Since the era of Ronald Reagan and Margaret Thatcher in the 1980s, a dominant trend in public policy has advocated application of private-sector management models to the public sector. The “new public management” model, part of this managerial trend, focuses on increased cost-efficiency and organizational flexibility. For public higher education, its implementation has meant less reliance on state and federal funding and more dependence on private gifts. It favors well-paid “expert” entrepreneurial bureaucrats as university administrators instead of career civil servants, as Wolfgang Drechsler, professor of public administration and government at the University of Tartu, writes in “The Rise and Demise of the New Public Management,” published in the September 14, 2005, issue of the Post-Autistic Economics Review. According to Anthony O’Halloran of University of College Cork, whom I interviewed in spring 2006, when he was a visiting professor at California State University, San Marcos, the new public management model is hostile to the notion and ethos of public service despite its widespread application in the public sector:

The New Public Management Model (NPM) is the ideological bedfellow of neoclassical liberalism. Its central goal is the application of private-sector principles to the public sector. The buzz words of NPM are efficiency, effectiveness, delivery, flexibility, measurement, and outputs. Noticeably absent from this list are the normative ideals of equality, common good, and justice. The fundamental question to be posed is as follows: what are the implications of transferring private-sector norms and practices to the public sector? The answer is clear: if there is a conflict between egalitarian concerns and efficiency, the latter prevails. The model is utilitarian and instrumental in its orientation. Outcomes and ends are paramount. In the academy, the model is hostile to Cardinal Newman’s celebrated quote of “learning for learning’s sake.” Small academic departments (ancient classics, minority languages, women’s studies) which do not exist to supply the labor market struggle in an NPM culture.

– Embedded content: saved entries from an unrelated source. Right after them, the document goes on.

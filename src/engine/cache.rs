//! Content-addressed artifact cache for incremental rebuilds.
//!
//! Keys are hashes of everything that determines a stage's output: the
//! collection's configuration, the page, the stage and the content of every
//! input it reads. The cache is advisory: a miss is never an error, and a
//! build with the cache disabled produces the same results.
//!
//! On disk:
//!
//! ```text
//! <root>/ENGINE             hex fingerprint of the engine that wrote the store
//! <root>/objects/ab/cd...   one file per entry, named by key
//! ```
//!
//! A store written by a different engine is wiped before anything is read.

use std::io::ErrorKind;
use std::path::{Path, PathBuf};
use std::sync::atomic::{AtomicU64, Ordering};

use sha2::{Digest, Sha256};

use super::model::PageId;
use super::stage::Stage;

/// Bumped whenever the entry layout or key composition changes.
pub const CACHE_FORMAT: u32 = 1;

const FINGERPRINT_FILE: &str = "ENGINE";
const OBJECTS_DIR: &str = "objects";

#[derive(thiserror::Error, Debug)]
pub enum CacheError {
    #[error("failed to prepare cache directory {path}: {source}")]
    Prepare {
        path: PathBuf,
        source: std::io::Error,
    },

    #[error("failed to read cache entry {path}: {source}")]
    Read {
        path: PathBuf,
        source: std::io::Error,
    },

    #[error("failed to write cache entry {path}: {source}")]
    Write {
        path: PathBuf,
        source: std::io::Error,
    },
}

/// Fingerprint of this engine build. Entries written under any other value
/// are never trusted.
pub fn engine_fingerprint() -> String {
    let mut hasher = Sha256::new();
    update_field(&mut hasher, env!("CARGO_PKG_NAME").as_bytes());
    update_field(&mut hasher, env!("CARGO_PKG_VERSION").as_bytes());
    hasher.update(CACHE_FORMAT.to_le_bytes());
    hex::encode(hasher.finalize())
}

/// Length-prefix each field so adjacent fields can't run into each other.
fn update_field(hasher: &mut Sha256, bytes: &[u8]) {
    hasher.update((bytes.len() as u64).to_le_bytes());
    hasher.update(bytes);
}

// =============================================================================
// Keys
// =============================================================================

#[derive(Debug, Clone, Copy, PartialEq, Eq, Hash)]
pub struct CacheKey([u8; 32]);

impl CacheKey {
    /// Derive a key from the collection's config fingerprint, the page, the
    /// stage and the content of every dependency.
    ///
    /// Dependency order doesn't matter: their hashes are sorted first.
    pub fn new<I, D>(config_fingerprint: &str, page: &PageId, stage: Stage, dependencies: I) -> Self
    where
        I: IntoIterator<Item = D>,
        D: AsRef<[u8]>,
    {
        let mut dependency_hashes: Vec<[u8; 32]> = dependencies
            .into_iter()
            .map(|content| Sha256::digest(content.as_ref()).into())
            .collect();
        dependency_hashes.sort_unstable();

        let mut hasher = Sha256::new();
        update_field(&mut hasher, config_fingerprint.as_bytes());
        update_field(&mut hasher, page.as_str().as_bytes());
        update_field(&mut hasher, stage.as_str().as_bytes());
        hasher.update((dependency_hashes.len() as u64).to_le_bytes());
        for hash in &dependency_hashes {
            hasher.update(hash);
        }
        Self(hasher.finalize().into())
    }

    pub fn to_hex(&self) -> String {
        hex::encode(self.0)
    }
}

// =============================================================================
// Store
// =============================================================================

/// Counters for the build summary.
#[derive(Debug, Clone, Copy, Default, PartialEq, Eq)]
pub struct CacheStats {
    pub hits: u64,
    pub misses: u64,
    pub stores: u64,
}

#[derive(Debug, Default)]
pub struct Cache {
    /// `None` when caching is disabled
    root: Option<PathBuf>,
    hits: AtomicU64,
    misses: AtomicU64,
    stores: AtomicU64,
}

impl Cache {
    /// A cache that never hits and never stores.
    pub fn disabled() -> Self {
        Self::default()
    }

    /// Open (or create) the store at `root` for the running engine.
    pub async fn open(root: impl Into<PathBuf>) -> Result<Self, CacheError> {
        Self::open_with_fingerprint(root, &engine_fingerprint()).await
    }

    /// Open the store at `root`, wiping it first unless it was written by an
    /// engine with the same `fingerprint`.
    pub async fn open_with_fingerprint(
        root: impl Into<PathBuf>,
        fingerprint: &str,
    ) -> Result<Self, CacheError> {
        let root = root.into();
        let fingerprint_path = root.join(FINGERPRINT_FILE);
        let objects = root.join(OBJECTS_DIR);

        let stored = match tokio::fs::read_to_string(&fingerprint_path).await {
            Ok(stored) => Some(stored.trim().to_string()),
            Err(e) if e.kind() == ErrorKind::NotFound => None,
            Err(source) => {
                return Err(CacheError::Prepare {
                    path: fingerprint_path,
                    source,
                });
            }
        };

        if stored.as_deref() != Some(fingerprint) {
            if let Some(stored) = &stored {
                tracing::info!(
                    cache = %root.display(),
                    stored = %stored,
                    "discarding cache written by a different engine"
                );
            }
            match tokio::fs::remove_dir_all(&objects).await {
                Ok(()) => {}
                Err(e) if e.kind() == ErrorKind::NotFound => {}
                Err(source) => {
                    return Err(CacheError::Prepare {
                        path: objects,
                        source,
                    });
                }
            }
            tokio::fs::create_dir_all(&objects)
                .await
                .map_err(|source| CacheError::Prepare {
                    path: objects.clone(),
                    source,
                })?;
            tokio::fs::write(&fingerprint_path, fingerprint)
                .await
                .map_err(|source| CacheError::Prepare {
                    path: fingerprint_path.clone(),
                    source,
                })?;
        }

        Ok(Self {
            root: Some(root),
            ..Self::default()
        })
    }

    pub fn is_enabled(&self) -> bool {
        self.root.is_some()
    }

    pub fn root(&self) -> Option<&Path> {
        self.root.as_deref()
    }

    /// Look up an entry. `Ok(None)` is a miss.
    pub async fn load(&self, key: &CacheKey) -> Result<Option<Vec<u8>>, CacheError> {
        let Some(path) = self.entry_path(key) else {
            return Ok(None);
        };

        match tokio::fs::read(&path).await {
            Ok(bytes) => {
                self.hits.fetch_add(1, Ordering::Relaxed);
                Ok(Some(bytes))
            }
            Err(e) if e.kind() == ErrorKind::NotFound => {
                self.misses.fetch_add(1, Ordering::Relaxed);
                Ok(None)
            }
            Err(source) => {
                self.misses.fetch_add(1, Ordering::Relaxed);
                Err(CacheError::Read { path, source })
            }
        }
    }

    /// Store an entry, replacing any previous value atomically.
    pub async fn store(&self, key: &CacheKey, bytes: &[u8]) -> Result<(), CacheError> {
        let Some(path) = self.entry_path(key) else {
            return Ok(());
        };
        let write_error = |source| CacheError::Write {
            path: path.clone(),
            source,
        };

        if let Some(parent) = path.parent() {
            tokio::fs::create_dir_all(parent).await.map_err(write_error)?;
        }
        let temp = path.with_extension(format!("tmp{}", std::process::id()));
        tokio::fs::write(&temp, bytes).await.map_err(write_error)?;
        tokio::fs::rename(&temp, &path).await.map_err(write_error)?;

        self.stores.fetch_add(1, Ordering::Relaxed);
        Ok(())
    }

    pub fn stats(&self) -> CacheStats {
        CacheStats {
            hits: self.hits.load(Ordering::Relaxed),
            misses: self.misses.load(Ordering::Relaxed),
            stores: self.stores.load(Ordering::Relaxed),
        }
    }

    fn entry_path(&self, key: &CacheKey) -> Option<PathBuf> {
        let root = self.root.as_ref()?;
        let hex = key.to_hex();
        let (shard, rest) = hex.split_at(2);
        Some(root.join(OBJECTS_DIR).join(shard).join(rest))
    }
}

#[cfg(test)]
mod tests {
    use super::*;

    fn key(page: &str, deps: &[&str]) -> CacheKey {
        CacheKey::new("config-v1", &PageId::new(page), Stage::Parse, deps)
    }

    #[test]
    fn test_key_ignores_dependency_order() {
        assert_eq!(key("a.md", &["x", "y"]), key("a.md", &["y", "x"]));
    }

    #[test]
    fn test_key_depends_on_every_input() {
        let base = key("a.md", &["x"]);
        assert_ne!(base, key("b.md", &["x"]));
        assert_ne!(base, key("a.md", &["z"]));
        assert_ne!(base, key("a.md", &["x", "x"]));
        assert_ne!(
            base,
            CacheKey::new("config-v2", &PageId::new("a.md"), Stage::Parse, ["x"])
        );
        assert_ne!(
            base,
            CacheKey::new("config-v1", &PageId::new("a.md"), Stage::Resolve, ["x"])
        );
    }

    #[tokio::test]
    async fn test_store_then_load() {
        let dir = tempfile::tempdir().unwrap();
        let cache = Cache::open(dir.path()).await.unwrap();
        let k = key("a.md", &["body"]);

        assert_eq!(cache.load(&k).await.unwrap(), None);
        cache.store(&k, b"artifact").await.unwrap();
        assert_eq!(cache.load(&k).await.unwrap(), Some(b"artifact".to_vec()));
        assert_eq!(
            cache.stats(),
            CacheStats {
                hits: 1,
                misses: 1,
                stores: 1
            }
        );
    }

    #[tokio::test]
    async fn test_entries_survive_reopen_with_same_engine() {
        let dir = tempfile::tempdir().unwrap();
        let k = key("a.md", &["body"]);

        let cache = Cache::open_with_fingerprint(dir.path(), "engine-1").await.unwrap();
        cache.store(&k, b"artifact").await.unwrap();
        drop(cache);

        let cache = Cache::open_with_fingerprint(dir.path(), "engine-1").await.unwrap();
        assert_eq!(cache.load(&k).await.unwrap(), Some(b"artifact".to_vec()));
    }

    #[tokio::test]
    async fn test_fingerprint_mismatch_discards_everything() {
        let dir = tempfile::tempdir().unwrap();
        let keys: Vec<_> = ["a.md", "b.md", "c.md"].iter().map(|p| key(p, &["body"])).collect();

        let cache = Cache::open_with_fingerprint(dir.path(), "engine-1").await.unwrap();
        for k in &keys {
            cache.store(k, b"artifact").await.unwrap();
        }
        drop(cache);

        let cache = Cache::open_with_fingerprint(dir.path(), "engine-2").await.unwrap();
        for k in &keys {
            assert_eq!(cache.load(k).await.unwrap(), None);
        }
        let recorded = std::fs::read_to_string(dir.path().join(FINGERPRINT_FILE)).unwrap();
        assert_eq!(recorded, "engine-2");
    }

    #[tokio::test]
    async fn test_disabled_cache_never_hits() {
        let cache = Cache::disabled();
        let k = key("a.md", &["body"]);

        cache.store(&k, b"artifact").await.unwrap();
        assert_eq!(cache.load(&k).await.unwrap(), None);
        assert!(!cache.is_enabled());
        assert_eq!(cache.stats(), CacheStats::default());
    }

    #[test]
    fn test_engine_fingerprint_is_stable() {
        assert_eq!(engine_fingerprint(), engine_fingerprint());
        assert_eq!(engine_fingerprint().len(), 64);
    }
}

In contrast to the new public management, the values and practices of labor unions such as the California Faculty Association approximate the social democratic political ideology more closely than they do the ethos of the undiluted free market. Collectively, it is important for faculty to understand the larger implications of supporting a new public management approach to public-sector governance. The new public management model is most definitely not ideologically or politically neutral.